Both the Walnut and Bristol are ahead of the curve on what could become a trend for professional regional theater companies looking to expand revenue and recognition. Touring has long been the model for Broadway shows, which send out national casts, and for larger dance companies and musical ensembles that could not exist if they depended on an audience in only one city. Now regional theaters are exploring it.
After the Walnut celebrated 200 years in 2009, its profile was on the radar of arts presenters, and producing artistic director Bernard Havard met with Marc Baylin, head of an Baylin Artists Management in Doylestown, which represents many touring enterprises in music and dance, including Philadanco.

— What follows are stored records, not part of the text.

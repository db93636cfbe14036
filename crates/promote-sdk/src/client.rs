//! Request handles for the directory service and per-backend admin endpoints.
//!
//! [`ClientFactory`] is the only place handles are made. It is built from an
//! explicit [`Endpoints`] value so tests can point it at a local fake.
//!
//! # Typical usage
//!
//! ```rust,no_run
//! use promote_sdk::{directory, ClientFactory, Endpoints};
//!
//! # async fn run() -> Result<(), promote_sdk::SdkError> {
//! let factory = ClientFactory::new(Endpoints::default());
//! let token = directory::acquire(&factory.directory(), "ops@example.com", "hunter2").await?;
//!
//! let session = factory.directory_client(&token);
//! let backend = directory::resolve(&session, "prod").await?;
//! let admin = factory.admin_for(&backend);
//! # let _ = admin;
//! # Ok(())
//! # }
//! ```

use std::fmt;

use promote_models::{admin_endpoint, BackendDescriptor, Credential};
use serde::de::DeserializeOwned;
use serde::Serialize;
use tracing::debug;

use crate::error::ClientError;
use crate::graphql::{GraphqlRequest, GraphqlResponse, Outcome};
use crate::operations::Operation;

/// Directory service used when nothing else is configured.
pub const DEFAULT_DIRECTORY_URL: &str = "https://cerebro.cloud.dgraph.io/graphql";

/// Header carrying the directory session token.
const DIRECTORY_AUTH_HEADER: &str = "authorization";
/// Header carrying a backend-scoped admin token.
const ADMIN_AUTH_HEADER: &str = "X-Auth-Token";

// ---------------------------------------------------------------------------
// Auth
// ---------------------------------------------------------------------------

/// Credential attached to a handle, with the header it travels in.
#[derive(Debug, Clone, PartialEq, Eq)]
pub enum Auth {
    /// Directory session: `authorization: Bearer <token>`.
    Bearer(Credential),
    /// Admin endpoint: `X-Auth-Token: <token>`.
    AdminToken(Credential),
}

impl Auth {
    /// Header name this credential is sent under.
    pub fn header_name(&self) -> &'static str {
        match self {
            Self::Bearer(_) => DIRECTORY_AUTH_HEADER,
            Self::AdminToken(_) => ADMIN_AUTH_HEADER,
        }
    }

    /// Header value, including the `Bearer` scheme where applicable.
    pub fn header_value(&self) -> String {
        match self {
            Self::Bearer(token) => format!("Bearer {}", token.expose()),
            Self::AdminToken(token) => token.expose().to_string(),
        }
    }
}

// ---------------------------------------------------------------------------
// GraphqlClient
// ---------------------------------------------------------------------------

/// Reusable request handle bound to one endpoint and at most one credential.
///
/// Cloning is cheap: the underlying connection pool is shared. A handle is
/// used read-only once requests are in flight; attach a different
/// credential by building a fresh handle rather than mutating a shared one.
#[derive(Clone)]
pub struct GraphqlClient {
    http: reqwest::Client,
    endpoint: String,
    auth: Option<Auth>,
}

impl GraphqlClient {
    /// Handle for `endpoint` with no credential. Performs no I/O.
    pub fn new(http: reqwest::Client, endpoint: impl Into<String>) -> Self {
        Self {
            http,
            endpoint: endpoint.into(),
            auth: None,
        }
    }

    /// Attach `auth`, consuming the handle.
    #[must_use]
    pub fn with_auth(mut self, auth: Auth) -> Self {
        self.auth = Some(auth);
        self
    }

    /// Attach or replace the credential on this handle.
    pub fn set_auth(&mut self, auth: Auth) {
        self.auth = Some(auth);
    }

    /// Endpoint every request is posted to.
    pub fn endpoint(&self) -> &str {
        &self.endpoint
    }

    /// Currently attached credential.
    pub fn auth(&self) -> Option<&Auth> {
        self.auth.as_ref()
    }

    /// Submit `op` and return its outcome.
    ///
    /// Fails only when no GraphQL response could be obtained; service-level
    /// errors come back as [`Outcome::Errors`].
    pub async fn send<V, T>(&self, op: &Operation, variables: V) -> Result<Outcome<T>, ClientError>
    where
        V: Serialize,
        T: DeserializeOwned,
    {
        let mut req = self
            .http
            .post(self.endpoint.as_str())
            .json(&GraphqlRequest::new(op, variables));
        if let Some(auth) = &self.auth {
            req = req.header(auth.header_name(), auth.header_value());
        }

        debug!(endpoint = %self.endpoint, operation = op.name, "sending request");
        let res = req.send().await?;
        let status = res.status();
        let body = res.bytes().await?;

        match serde_json::from_slice::<GraphqlResponse>(&body) {
            Ok(envelope) if !envelope.errors.is_empty() || status.is_success() => {
                envelope.into_outcome()
            }
            Ok(_) => Err(ClientError::Status {
                status: status.as_u16(),
                body: String::from_utf8_lossy(&body).into_owned(),
            }),
            Err(_) if !status.is_success() => Err(ClientError::Status {
                status: status.as_u16(),
                body: String::from_utf8_lossy(&body).into_owned(),
            }),
            Err(e) => Err(ClientError::Malformed(e.to_string())),
        }
    }

    /// Like [`send`](Self::send) but folds remote errors into
    /// [`ClientError::Remote`].
    pub async fn execute<V, T>(&self, op: &Operation, variables: V) -> Result<T, ClientError>
    where
        V: Serialize,
        T: DeserializeOwned,
    {
        self.send(op, variables).await?.into_result()
    }
}

impl fmt::Debug for GraphqlClient {
    fn fmt(&self, f: &mut fmt::Formatter<'_>) -> fmt::Result {
        f.debug_struct("GraphqlClient")
            .field("endpoint", &self.endpoint)
            .field("auth", &self.auth.as_ref().map(Auth::header_name))
            .finish_non_exhaustive()
    }
}

// ---------------------------------------------------------------------------
// Factory
// ---------------------------------------------------------------------------

/// Remote service addresses.
#[derive(Debug, Clone, PartialEq, Eq)]
pub struct Endpoints {
    /// GraphQL endpoint of the directory service.
    pub directory_url: String,
}

impl Endpoints {
    /// Endpoints with a custom directory address.
    pub fn new(directory_url: impl Into<String>) -> Self {
        Self {
            directory_url: directory_url.into(),
        }
    }
}

impl Default for Endpoints {
    fn default() -> Self {
        Self::new(DEFAULT_DIRECTORY_URL)
    }
}

/// Builds request handles. Never performs network I/O itself.
#[derive(Debug, Clone)]
pub struct ClientFactory {
    http: reqwest::Client,
    endpoints: Endpoints,
}

impl ClientFactory {
    /// Factory for the given endpoints with a fresh connection pool.
    pub fn new(endpoints: Endpoints) -> Self {
        Self::with_http(reqwest::Client::new(), endpoints)
    }

    /// Factory sharing an existing `reqwest` client.
    pub fn with_http(http: reqwest::Client, endpoints: Endpoints) -> Self {
        Self { http, endpoints }
    }

    /// Configured endpoints.
    pub fn endpoints(&self) -> &Endpoints {
        &self.endpoints
    }

    /// Unauthenticated directory handle, used for login.
    pub fn directory(&self) -> GraphqlClient {
        GraphqlClient::new(self.http.clone(), &self.endpoints.directory_url)
    }

    /// Directory handle carrying a session token.
    pub fn directory_client(&self, credential: &Credential) -> GraphqlClient {
        self.directory().with_auth(Auth::Bearer(credential.clone()))
    }

    /// Handle for `<base_url>/admin`, with `token` if one is given.
    pub fn admin_client(&self, base_url: &str, token: Option<Credential>) -> GraphqlClient {
        let client = GraphqlClient::new(self.http.clone(), admin_endpoint(base_url));
        match token {
            Some(token) => client.with_auth(Auth::AdminToken(token)),
            None => client,
        }
    }

    /// Admin handle for a resolved backend. An empty token counts as none.
    pub fn admin_for(&self, backend: &BackendDescriptor) -> GraphqlClient {
        let token = backend
            .admin_token
            .as_deref()
            .and_then(|t| Credential::new(t).ok());
        self.admin_client(&backend.admin_url, token)
    }
}

#[cfg(test)]
mod tests {
    use super::*;

    fn factory() -> ClientFactory {
        ClientFactory::new(Endpoints::new("http://127.0.0.1:1/graphql"))
    }

    fn backend(token: Option<&str>) -> BackendDescriptor {
        BackendDescriptor {
            id: "0x1".into(),
            name: "prod".into(),
            admin_url: "prod.example.io".into(),
            admin_token: token.map(String::from),
            owner: None,
            zone: None,
            mode: None,
            deployment_type: None,
        }
    }

    #[test]
    fn default_endpoint_is_hosted_directory() {
        assert_eq!(Endpoints::default().directory_url, DEFAULT_DIRECTORY_URL);
    }

    #[test]
    fn directory_handle_uses_bearer_header() {
        let token = Credential::new("abc").unwrap();
        let client = factory().directory_client(&token);
        let auth = client.auth().unwrap();
        assert_eq!(auth.header_name(), "authorization");
        assert_eq!(auth.header_value(), "Bearer abc");
        assert_eq!(client.endpoint(), "http://127.0.0.1:1/graphql");
    }

    #[test]
    fn anonymous_directory_handle_has_no_auth() {
        assert!(factory().directory().auth().is_none());
    }

    #[test]
    fn admin_handle_uses_x_auth_token() {
        let client = factory().admin_for(&backend(Some("backend-token")));
        assert_eq!(client.endpoint(), "https://prod.example.io/admin");
        let auth = client.auth().unwrap();
        assert_eq!(auth.header_name(), "X-Auth-Token");
        assert_eq!(auth.header_value(), "backend-token");
    }

    #[test]
    fn admin_handle_without_token() {
        assert!(factory().admin_for(&backend(None)).auth().is_none());
        assert!(factory().admin_for(&backend(Some(""))).auth().is_none());
    }

    #[test]
    fn credential_can_be_attached_later() {
        let mut client = factory().directory();
        client.set_auth(Auth::Bearer(Credential::new("late").unwrap()));
        assert_eq!(client.auth().unwrap().header_value(), "Bearer late");
    }

    #[test]
    fn debug_output_hides_token() {
        let client = factory().directory_client(&Credential::new("secret-token").unwrap());
        let rendered = format!("{client:?}");
        assert!(!rendered.contains("secret-token"));
        assert!(rendered.contains("authorization"));
    }
}
//! Bundler strategy.
//!
//! [`Compiler`] is the seam between the pipeline and whatever turns the
//! lambda sources into a single script. The shipped implementation,
//! [`CommandCompiler`], drives an external bundler process; tests plug in
//! their own.

use std::future::Future;
use std::process::Stdio;

use tokio::process::Command;
use tracing::{debug, warn};

use crate::bundle::BundleConfig;
use crate::error::BuildError;
use crate::memfs::MemoryFs;

/// Bundler used when nothing else is configured.
pub const DEFAULT_BUNDLER: &str = "esbuild";

/// Compiles the configured entry point into one file inside `fs`.
///
/// Implementations write their single output file to
/// [`BundleConfig::output_path`] and report failures as
/// [`BuildError::Compile`] with the bundler's diagnostics. `fs` is lent
/// exclusively for the duration of the call.
pub trait Compiler {
    /// Run one compilation.
    fn compile(
        &self,
        config: &BundleConfig,
        fs: &mut MemoryFs,
    ) -> impl Future<Output = Result<(), BuildError>> + Send;
}

/// Runs an esbuild-compatible bundler and captures its stdout.
///
/// Invocation: `<program> <entry> --bundle --platform=node --format=cjs
/// [--minify] [extra args...]`. Without `--outfile` the bundle is written to
/// stdout, so nothing touches the disk.
#[derive(Debug, Clone)]
pub struct CommandCompiler {
    program: String,
    extra_args: Vec<String>,
}

impl CommandCompiler {
    /// Compiler invoking `program`.
    pub fn new(program: impl Into<String>) -> Self {
        Self {
            program: program.into(),
            extra_args: Vec::new(),
        }
    }

    /// Append extra arguments after the fixed ones.
    #[must_use]
    pub fn with_args<I, S>(mut self, args: I) -> Self
    where
        I: IntoIterator<Item = S>,
        S: Into<String>,
    {
        self.extra_args.extend(args.into_iter().map(Into::into));
        self
    }

    /// Program that will be invoked.
    pub fn program(&self) -> &str {
        &self.program
    }

    fn command(&self, config: &BundleConfig) -> Command {
        let mut cmd = Command::new(&self.program);
        cmd.arg(&config.entry)
            .args(["--bundle", "--platform=node", "--format=cjs"]);
        if config.production {
            cmd.arg("--minify");
        }
        cmd.args(&self.extra_args)
            .stdin(Stdio::null())
            .stdout(Stdio::piped())
            .stderr(Stdio::piped())
            .kill_on_drop(true);
        cmd
    }
}

impl Default for CommandCompiler {
    fn default() -> Self {
        Self::new(DEFAULT_BUNDLER)
    }
}

impl Compiler for CommandCompiler {
    async fn compile(&self, config: &BundleConfig, fs: &mut MemoryFs) -> Result<(), BuildError> {
        debug!(program = %self.program, entry = %config.entry.display(), "spawning bundler");
        let output = self
            .command(config)
            .output()
            .await
            .map_err(|source| BuildError::Spawn {
                program: self.program.clone(),
                source,
            })?;

        let stderr = String::from_utf8_lossy(&output.stderr).trim().to_string();
        if !output.status.success() {
            let diagnostics = if stderr.is_empty() {
                format!("{} exited with {}", self.program, output.status)
            } else {
                stderr
            };
            return Err(BuildError::Compile { diagnostics });
        }
        if !stderr.is_empty() {
            warn!(program = %self.program, diagnostics = %stderr, "bundler reported warnings");
        }

        fs.write(&config.output_path, output.stdout);
        Ok(())
    }
}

They decided that The Glass Menagerie - which the Walnut would present on its intimate third-floor stage to an 80-seat audience - would recoup its preproduction costs in Philadelphia and could then go on the road. They also received backing from Pennsylvania Performing Arts on Tour, supported by foundations and some state money to give funding to venues seeking to book tours.
Baylin scheduled six weeks of touring, much of it one- or two-night stands, that took Menagerie to small theaters run by colleges and arts centers. Nashville was the largest city it visited. The tour cost the Walnut a little more than $30,000, says its managing director, Mark D. Sylvester, and the theater hopes to add $50,000 to its cash stream when all accounts are settled. For next season, Baylin is scheduling a Walnut tour of David Auburn's Tony-winning Proof.
"All the stars aligned" for Menagerie, says Sylvester. "If we got snow and had to cancel, we wouldn't have gotten paid. There's an amount of calculated risk."